Ansehensverlust „der Politik“?  Abwendung der Bevölkerung von „der“ politischen Kaste? Gar Hass auf „das Politische“, wie der Focus schreibt? Eher erstaunlich ist, dass sich „die“ Politik darüber zu wundern scheint. Denn sicher geschieht dabei „der Politik“ auch Unrecht. Denn korrupter ist „die Politik“ in Deutschland in den letzten Jahren nicht geworden. Deutlich wird nur, dass die Regierungskoalition Transparenz bei den Nebeneinkünften ihrer Abgeordneten verweigert und dass der §108e StGB (Abgeordnetenbestechung) nicht an internationale Antikorruptionsabkommen angepasst wird.

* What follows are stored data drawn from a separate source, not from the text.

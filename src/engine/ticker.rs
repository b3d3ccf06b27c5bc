//! The periodic tick driver.
//!
//! The engine itself is synchronous; this module owns the timer that
//! drives it. Each tick reads the clock, runs one recompute, and hands
//! the resulting display state to a render callback. A ctrl-c makes one
//! best-effort final auto-record attempt before the loop returns.

use std::time::Duration;

use tokio::time::{self, MissedTickBehavior};
use tracing::{info, warn};

use crate::models::DisplayState;
use crate::storage::LedgerStore;

use super::clock::Clock;
use super::tracker::PayrollTracker;

/// Drives a [`PayrollTracker`] on a fixed interval.
///
/// # Example
///
/// ```no_run
/// use paywatch::config::ConfigLoader;
/// use paywatch::engine::{PayrollTracker, SystemClock, Ticker};
/// use paywatch::storage::JsonFileStore;
///
/// # async fn run() {
/// let config = ConfigLoader::load("config/paywatch").unwrap().into_config();
/// let mut tracker = PayrollTracker::new(config, JsonFileStore::new("./data"));
///
/// Ticker::default()
///     .run(&mut tracker, &SystemClock::manila(), |state| {
///         println!("{}", state.live.hours_worked_display);
///         true
///     })
///     .await;
/// # }
/// ```
#[derive(Debug, Clone, Copy)]
pub struct Ticker {
    period: Duration,
}

impl Default for Ticker {
    /// A one-second tick, matching the live display cadence.
    fn default() -> Self {
        Self {
            period: Duration::from_secs(1),
        }
    }
}

impl Ticker {
    /// Creates a ticker with a custom period.
    pub fn new(period: Duration) -> Self {
        Self { period }
    }

    /// Runs the tick loop until the render callback returns `false` or a
    /// shutdown signal arrives.
    ///
    /// Ticks run sequentially on the calling task, so no tick observes a
    /// half-applied mutation from another. On ctrl-c the tracker's
    /// session-end hook runs once before the method returns; the attempt
    /// is advisory and carries no completion guarantee.
    pub async fn run<S, C, F>(&self, tracker: &mut PayrollTracker<S>, clock: &C, mut render: F)
    where
        S: LedgerStore,
        C: Clock,
        F: FnMut(DisplayState) -> bool,
    {
        let mut interval = time::interval(self.period);
        interval.set_missed_tick_behavior(MissedTickBehavior::Skip);

        info!(period_ms = self.period.as_millis() as u64, "Ticker started");

        loop {
            tokio::select! {
                _ = interval.tick() => {
                    let state = tracker.tick(clock.now_local());
                    if !render(state) {
                        break;
                    }
                }
                signal = tokio::signal::ctrl_c() => {
                    if let Err(error) = signal {
                        warn!(error = %error, "Failed to listen for the shutdown signal");
                    }
                    tracker.session_end(clock.now_local());
                    break;
                }
            }
        }

        info!("Ticker stopped");
    }
}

Schon die Debatten darüber führen zur berüchtigten Politikverdrossenheit, da Mauscheleien heute eben das grelle Licht der Öffentlichkeit erreichen, wo sie früher im Dunklen blieben. Das ist das eigentliche Pech für die Wulffs oder Steinbrücks. Raffkes und Wichtigtuer fielen früher einfach weniger auf. Denn was ist schließlich der Urlaub in der Villa eines Millionärskumpels gegenüber einem Franz Josef Strauss, der es im Amt vom einfachen Landrat, Abgeordneten, Verteidigungsminister und Ministerpräsidenten zum Multimillionär brachte? Trotz seiner natürlich nicht geringen Einkünfte aus öffentlichen Kassen könnte er dies niemals schaffen. Seine Deals in die eigene Tasche, vor allem mit Hilfe der Rüstungsindustrie, wären mit den heutigen Möglichkeiten der Kontrolle einer sensibilisierten Öffentlichkeit nicht mehr möglich.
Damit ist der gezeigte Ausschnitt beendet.